** What this task involves **
Exactly the lines below from the one with "pending entry (counter)." up to and including the one with "(histogram, labels: method)." make up the answer, with nothing else added.

** Data section **
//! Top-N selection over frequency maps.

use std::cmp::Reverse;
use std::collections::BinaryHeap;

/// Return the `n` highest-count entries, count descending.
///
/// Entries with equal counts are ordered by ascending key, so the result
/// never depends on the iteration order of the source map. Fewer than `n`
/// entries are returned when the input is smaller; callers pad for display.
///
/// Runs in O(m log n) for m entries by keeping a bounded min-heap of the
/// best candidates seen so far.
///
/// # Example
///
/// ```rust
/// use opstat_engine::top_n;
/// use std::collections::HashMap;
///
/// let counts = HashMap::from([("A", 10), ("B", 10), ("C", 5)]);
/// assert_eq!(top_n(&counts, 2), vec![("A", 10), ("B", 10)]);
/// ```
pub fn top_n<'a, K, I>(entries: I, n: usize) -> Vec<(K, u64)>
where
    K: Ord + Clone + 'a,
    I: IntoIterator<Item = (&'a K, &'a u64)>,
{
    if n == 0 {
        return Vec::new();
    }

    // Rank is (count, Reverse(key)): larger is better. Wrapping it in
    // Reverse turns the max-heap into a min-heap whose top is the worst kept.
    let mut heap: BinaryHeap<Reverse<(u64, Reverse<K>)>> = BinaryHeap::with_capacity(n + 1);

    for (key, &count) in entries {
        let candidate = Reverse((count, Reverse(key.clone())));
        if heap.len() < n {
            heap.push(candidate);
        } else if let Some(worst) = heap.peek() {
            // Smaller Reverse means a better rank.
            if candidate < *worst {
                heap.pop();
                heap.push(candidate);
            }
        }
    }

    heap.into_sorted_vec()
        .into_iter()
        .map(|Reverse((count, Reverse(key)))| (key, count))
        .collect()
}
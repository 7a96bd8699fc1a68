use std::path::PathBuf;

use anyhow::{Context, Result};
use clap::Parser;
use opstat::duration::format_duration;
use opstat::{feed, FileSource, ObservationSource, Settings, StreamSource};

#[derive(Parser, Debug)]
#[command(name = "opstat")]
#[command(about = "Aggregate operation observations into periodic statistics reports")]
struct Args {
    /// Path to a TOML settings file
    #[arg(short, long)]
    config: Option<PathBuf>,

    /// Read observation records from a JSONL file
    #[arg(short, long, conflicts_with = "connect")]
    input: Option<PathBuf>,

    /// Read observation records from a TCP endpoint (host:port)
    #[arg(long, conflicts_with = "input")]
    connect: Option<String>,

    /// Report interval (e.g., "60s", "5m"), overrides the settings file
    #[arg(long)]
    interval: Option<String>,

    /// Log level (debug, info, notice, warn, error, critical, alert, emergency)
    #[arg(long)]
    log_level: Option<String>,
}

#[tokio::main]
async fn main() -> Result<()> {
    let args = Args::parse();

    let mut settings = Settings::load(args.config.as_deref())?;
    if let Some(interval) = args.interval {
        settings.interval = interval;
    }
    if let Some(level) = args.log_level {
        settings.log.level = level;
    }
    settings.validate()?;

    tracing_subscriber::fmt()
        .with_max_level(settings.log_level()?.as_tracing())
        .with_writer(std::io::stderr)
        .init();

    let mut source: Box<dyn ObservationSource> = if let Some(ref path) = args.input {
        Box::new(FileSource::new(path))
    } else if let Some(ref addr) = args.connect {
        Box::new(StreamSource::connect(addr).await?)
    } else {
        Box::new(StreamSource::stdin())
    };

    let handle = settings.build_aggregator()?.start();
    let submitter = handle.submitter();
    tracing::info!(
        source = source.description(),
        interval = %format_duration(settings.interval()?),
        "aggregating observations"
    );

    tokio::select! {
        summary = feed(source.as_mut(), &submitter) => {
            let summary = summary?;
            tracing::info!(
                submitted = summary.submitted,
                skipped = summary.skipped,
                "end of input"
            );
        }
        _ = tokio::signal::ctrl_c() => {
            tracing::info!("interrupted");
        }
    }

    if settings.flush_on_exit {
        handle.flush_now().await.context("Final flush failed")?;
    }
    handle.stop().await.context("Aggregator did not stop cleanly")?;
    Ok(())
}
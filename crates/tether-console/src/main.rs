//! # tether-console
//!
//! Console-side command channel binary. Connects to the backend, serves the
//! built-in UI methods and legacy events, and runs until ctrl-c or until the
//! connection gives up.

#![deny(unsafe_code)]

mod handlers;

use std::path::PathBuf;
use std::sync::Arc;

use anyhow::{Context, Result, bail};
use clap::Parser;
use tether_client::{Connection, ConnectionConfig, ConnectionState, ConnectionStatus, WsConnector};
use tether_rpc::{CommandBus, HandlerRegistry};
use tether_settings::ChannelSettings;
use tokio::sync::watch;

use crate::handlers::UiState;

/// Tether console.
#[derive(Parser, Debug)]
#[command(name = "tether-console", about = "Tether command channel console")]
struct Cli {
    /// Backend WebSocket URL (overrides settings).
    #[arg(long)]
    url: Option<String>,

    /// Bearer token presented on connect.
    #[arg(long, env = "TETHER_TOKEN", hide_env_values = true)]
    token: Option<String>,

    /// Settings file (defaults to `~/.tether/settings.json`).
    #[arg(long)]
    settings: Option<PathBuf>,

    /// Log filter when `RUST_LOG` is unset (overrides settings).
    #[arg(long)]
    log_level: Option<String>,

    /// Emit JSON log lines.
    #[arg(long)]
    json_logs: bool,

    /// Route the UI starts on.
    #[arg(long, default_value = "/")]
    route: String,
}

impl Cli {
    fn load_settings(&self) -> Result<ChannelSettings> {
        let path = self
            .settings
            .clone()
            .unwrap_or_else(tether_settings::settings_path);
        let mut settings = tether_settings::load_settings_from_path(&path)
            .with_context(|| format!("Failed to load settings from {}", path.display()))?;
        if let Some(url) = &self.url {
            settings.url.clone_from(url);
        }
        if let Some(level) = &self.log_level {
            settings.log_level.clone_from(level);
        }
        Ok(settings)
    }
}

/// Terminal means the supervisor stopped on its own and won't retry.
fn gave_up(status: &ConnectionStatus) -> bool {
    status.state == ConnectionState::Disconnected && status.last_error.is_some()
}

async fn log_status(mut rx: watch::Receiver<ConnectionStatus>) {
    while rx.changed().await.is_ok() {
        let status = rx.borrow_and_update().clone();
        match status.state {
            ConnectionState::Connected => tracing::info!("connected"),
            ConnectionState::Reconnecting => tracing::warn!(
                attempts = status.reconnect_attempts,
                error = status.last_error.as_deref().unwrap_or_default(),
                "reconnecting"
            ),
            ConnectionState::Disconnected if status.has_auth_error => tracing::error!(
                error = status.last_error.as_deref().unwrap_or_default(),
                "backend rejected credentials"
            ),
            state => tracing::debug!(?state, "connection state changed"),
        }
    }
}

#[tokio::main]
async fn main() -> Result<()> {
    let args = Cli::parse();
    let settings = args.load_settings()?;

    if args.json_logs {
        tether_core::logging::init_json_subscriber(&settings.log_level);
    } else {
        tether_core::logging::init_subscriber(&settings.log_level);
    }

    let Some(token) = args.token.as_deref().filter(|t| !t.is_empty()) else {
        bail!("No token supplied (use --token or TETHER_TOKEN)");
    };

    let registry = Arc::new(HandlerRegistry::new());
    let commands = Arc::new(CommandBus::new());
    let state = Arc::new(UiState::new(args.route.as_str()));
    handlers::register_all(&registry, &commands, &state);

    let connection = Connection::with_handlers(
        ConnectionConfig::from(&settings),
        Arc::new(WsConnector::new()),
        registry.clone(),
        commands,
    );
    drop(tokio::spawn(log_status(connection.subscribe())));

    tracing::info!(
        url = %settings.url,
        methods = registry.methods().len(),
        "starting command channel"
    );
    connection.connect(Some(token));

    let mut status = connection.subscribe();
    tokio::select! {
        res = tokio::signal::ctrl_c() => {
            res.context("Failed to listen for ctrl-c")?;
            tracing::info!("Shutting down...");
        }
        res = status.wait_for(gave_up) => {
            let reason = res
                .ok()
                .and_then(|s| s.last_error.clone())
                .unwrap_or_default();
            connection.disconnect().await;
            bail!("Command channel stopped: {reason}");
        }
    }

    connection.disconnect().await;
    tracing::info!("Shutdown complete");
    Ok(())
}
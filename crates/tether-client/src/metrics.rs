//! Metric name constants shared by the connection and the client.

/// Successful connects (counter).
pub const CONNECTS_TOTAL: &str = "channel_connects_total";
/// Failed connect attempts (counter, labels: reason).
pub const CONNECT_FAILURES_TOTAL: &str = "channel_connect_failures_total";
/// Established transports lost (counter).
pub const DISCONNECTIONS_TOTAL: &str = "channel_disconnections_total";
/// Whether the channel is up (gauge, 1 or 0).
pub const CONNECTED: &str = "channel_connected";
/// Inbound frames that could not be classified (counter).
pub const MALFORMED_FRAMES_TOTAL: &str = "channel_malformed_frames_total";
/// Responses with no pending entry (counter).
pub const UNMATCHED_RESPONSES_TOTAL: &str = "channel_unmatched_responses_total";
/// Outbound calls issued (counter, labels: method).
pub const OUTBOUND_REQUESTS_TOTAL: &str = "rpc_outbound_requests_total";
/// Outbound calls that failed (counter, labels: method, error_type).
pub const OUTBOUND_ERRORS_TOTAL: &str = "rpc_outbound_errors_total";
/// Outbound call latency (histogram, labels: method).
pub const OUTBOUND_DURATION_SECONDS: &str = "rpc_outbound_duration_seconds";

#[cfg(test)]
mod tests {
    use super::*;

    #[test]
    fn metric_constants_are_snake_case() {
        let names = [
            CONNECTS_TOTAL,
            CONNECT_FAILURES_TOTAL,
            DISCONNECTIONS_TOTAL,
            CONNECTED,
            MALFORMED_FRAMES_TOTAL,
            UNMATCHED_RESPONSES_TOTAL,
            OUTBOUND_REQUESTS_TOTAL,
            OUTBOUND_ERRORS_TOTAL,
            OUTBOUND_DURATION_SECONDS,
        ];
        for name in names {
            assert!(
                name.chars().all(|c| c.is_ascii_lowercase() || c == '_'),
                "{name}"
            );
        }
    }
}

** Answer space **
/// Responses with no pending entry (counter).
pub const UNMATCHED_RESPONSES_TOTAL: &str = "channel_unmatched_responses_total";
/// Outbound calls issued (counter, labels: method).
pub const OUTBOUND_REQUESTS_TOTAL: &str = "rpc_outbound_requests_total";
/// Outbound calls that failed (counter, labels: method, error_type).
pub const OUTBOUND_ERRORS_TOTAL: &str = "rpc_outbound_errors_total";
/// Outbound call latency (histogram, labels: method).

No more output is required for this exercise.